Each investment is selected such that it pays a minimum average annual favorite return of at least 6% -8%. Depending on the individual property deal, this return could be higher. Returns are paid out quarterly via direct deposit into an investor's bank account or by check. In other words, the investors get paid first before the sponsors get paid anything. This protects you as an investor and ensures D.I.G. will only choose projects that have stable cash flow outlooks.

Profit Share:
Upon the sale or refinancing of the property, it is our goal at D.I.G. to return 100% of the initial invested amount to each investor, and then do a profit split between sponsors and investors up to the point where investors double their annual return from the cash flow. For example, if a preferred return from cash flow is 6%, the profit split is 50/50 until the "target return" total is reached of 12% per year return over the holding period.
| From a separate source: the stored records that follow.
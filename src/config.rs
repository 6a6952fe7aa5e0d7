use crate::providers::{ProviderKind, ProviderSettings};
use anyhow::{bail, Context, Result};
use std::time::Duration;

/// Delay imposed after every leaf translation call.
pub const DEFAULT_PACING: Duration = Duration::from_millis(500);

/// What to do with a set element whose `type` is not declared by its field.
#[derive(Debug, Clone, Copy, PartialEq, Eq, Default)]
pub enum UnknownVariantPolicy {
    /// Copy the element through untranslated.
    #[default]
    Keep,
    /// Abort the run.
    Fail,
}

impl UnknownVariantPolicy {
    fn parse(value: &str) -> Result<Self> {
        match value.trim().to_ascii_lowercase().as_str() {
            "keep" => Ok(UnknownVariantPolicy::Keep),
            "fail" => Ok(UnknownVariantPolicy::Fail),
            other => bail!("AI_TRANSLATIONS_UNKNOWN_SET must be 'keep' or 'fail', got '{}'", other),
        }
    }
}

#[derive(Debug, Clone)]
pub struct Config {
    // Translation service selection
    pub provider: Option<String>,
    pub model: Option<String>,

    // Prompt
    pub instructions: Option<String>,

    // Throttling
    pub pacing: Duration,

    pub unknown_variant: UnknownVariantPolicy,

    // Provider endpoints and credentials
    pub providers: Vec<ProviderSettings>,
}

impl Config {
    pub fn from_env() -> Result<Self> {
        Self::from_lookup(|name| std::env::var(name).ok())
    }

    /// Build the configuration from any variable source. Empty values count as unset.
    pub fn from_lookup<F>(lookup: F) -> Result<Self>
    where
        F: Fn(&str) -> Option<String>,
    {
        let var = |name: &str| {
            lookup(name)
                .map(|value| value.trim().to_string())
                .filter(|value| !value.is_empty())
        };

        let pacing = match var("AI_TRANSLATIONS_PACING_MS") {
            Some(value) => Duration::from_millis(
                value
                    .parse()
                    .with_context(|| format!("Invalid AI_TRANSLATIONS_PACING_MS: '{}'", value))?,
            ),
            None => DEFAULT_PACING,
        };

        let unknown_variant = match var("AI_TRANSLATIONS_UNKNOWN_SET") {
            Some(value) => UnknownVariantPolicy::parse(&value)?,
            None => UnknownVariantPolicy::default(),
        };

        let providers = ProviderKind::ALL
            .into_iter()
            .map(|kind| ProviderSettings {
                kind,
                base_url: var(kind.base_url_var())
                    .unwrap_or_else(|| kind.default_base_url().to_string()),
                api_key: kind.api_key_var().and_then(var),
            })
            .collect();

        Ok(Self {
            provider: var("AI_TRANSLATIONS_PROVIDER"),
            model: var("AI_TRANSLATIONS_MODEL"),
            instructions: var("AI_TRANSLATIONS_INSTRUCTIONS"),
            pacing,
            unknown_variant,
            providers,
        })
    }

    /// Both a provider and a model are selected.
    pub fn is_configured(&self) -> bool {
        self.provider.is_some() && self.model.is_some()
    }

    pub fn provider_settings(&self, kind: ProviderKind) -> Option<&ProviderSettings> {
        self.providers.iter().find(|settings| settings.kind == kind)
    }
}
#[derive(Deserialize)]
struct RawProject {
    #[serde(default)]
    id: String,
    #[serde(default)]
    key: String,
    #[serde(default)]
    name: String,
    #[serde(default, rename = "issuetypes")]
    issue_types: Vec<RawIssueType>,
}

#[derive(Deserialize)]
struct RawIssueType {
    #[serde(default)]
    id: String,
    #[serde(default)]
    name: String,
    #[serde(default)]
    description: Option<String>,
    #[serde(default)]
    subtask: bool,
    #[serde(default)]
    fields: Map<String, Value>,
}

#[derive(Deserialize)]
struct RawEditMeta {
    #[serde(default)]
    fields: Map<String, Value>,
}

/// One page of `createmeta/{project}/issuetypes`
#[derive(Deserialize)]
struct RawIssueTypePage {
    #[serde(default)]
    values: Vec<RawIssueType>,
}

/// One page of `createmeta/{project}/issuetypes/{id}`
#[derive(Deserialize)]
struct RawFieldPage {
    #[serde(default)]
    values: Vec<Value>,
}

fn envelope<T: DeserializeOwned>(value: &Value) -> Result<T> {
    T::deserialize(value).map_err(|e| SchemaError::Payload(e.to_string()))
}

fn missing(field: &str, attribute: &'static str) -> SchemaError {
    SchemaError::MissingAttribute {
        field: field.to_string(),
        attribute,
    }
}

fn invalid(field: &str, attribute: &'static str, expected: &'static str) -> SchemaError {
    SchemaError::InvalidAttribute {
        field: field.to_string(),
        attribute,
        expected,
    }
}

/// Absent and null both degrade to the default; any other mismatch is an error
fn optional<T: DeserializeOwned + Default>(
    field: &str,
    entry: &Map<String, Value>,
    attribute: &'static str,
    expected: &'static str,
) -> Result<T> {
    match entry.get(attribute) {
        None | Some(Value::Null) => Ok(T::default()),
        Some(v) => T::deserialize(v).map_err(|_| invalid(field, attribute, expected)),
    }
}

impl FieldDefinition {
    /// Decode a single field entry keyed by `key`.
    ///
    /// `required` and `name` must be present with the right type; a missing
    /// required flag is never read as "not required".
    pub fn decode(key: &str, value: &Value) -> Result<Self> {
        let entry = value.as_object().ok_or_else(|| SchemaError::NotAnObject {
            field: key.to_string(),
        })?;

        let required = match entry.get("required") {
            Some(Value::Bool(b)) => *b,
            Some(_) => return Err(invalid(key, "required", "a boolean")),
            None => return Err(missing(key, "required")),
        };
        let name = match entry.get("name") {
            Some(Value::String(s)) => s.clone(),
            Some(_) => return Err(invalid(key, "name", "a string")),
            None => return Err(missing(key, "name")),
        };

        Ok(Self {
            key: key.to_string(),
            required,
            name,
            has_default_value: optional(key, entry, "hasDefaultValue", "a boolean")?,
            schema: optional(key, entry, "schema", "a schema object")?,
            allowed_values: optional(key, entry, "allowedValues", "a list of choices")?,
            operations: optional(key, entry, "operations", "a list of strings")?,
        })
    }
}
Depreciation Shared Among Whole Investment:
After each new acquisition, D.I.G., LLC commissions a cost segregation study that will break out the depreciation, which can then be deducted each year throughout the hold of the property. These may have significant and beneficial tax consequences. Please ask your accountant or CPA how this might benefit you.

Over a typical five-year period, it is our goal at D.I.G. to have our properties not be more than 50-60% leveraged. While we start with a 75%-80% leverage based on the purchase price, we decrease that ratio rapidly by actively paying down the loan and by forcing appreciation of the property through value-add improvements, superior management, and rent increases, leading to a five-year loan to value ratio of no more than 60%. This conservative approach provides an additional buffer from the ups and downs of the real estate market.

You will be a limited liability owner of the property, which comes with all of the benefits like depreciation and cash flow. This means that the property is owned by a property LLC for which that property is the only asset, therefore reducing liability. You, in turn, will be a direct shareholder in this property LLC, so, in essence, you are part owner of the company that owns the property. This allows for a direct flow-through of cash flow and depreciation, and allows you upon the sale of the asset to realize long term capital gains. PLUS, you get to tell your friends you "own" an apartment complex, because you do!

Yes, investing in a multi-family structure like ours is perfect for retirement plan investing because your involvement is, by definition, passive. All you need to do, if you haven't already, is set up a self-directed IRA with an independent custodian, like www.SpecializedIRAServices.com or www.VantageIRAs.com. Once that is done, you just need to fund the account from one your IRA/ROTH-IRA or several other retirement vehicles.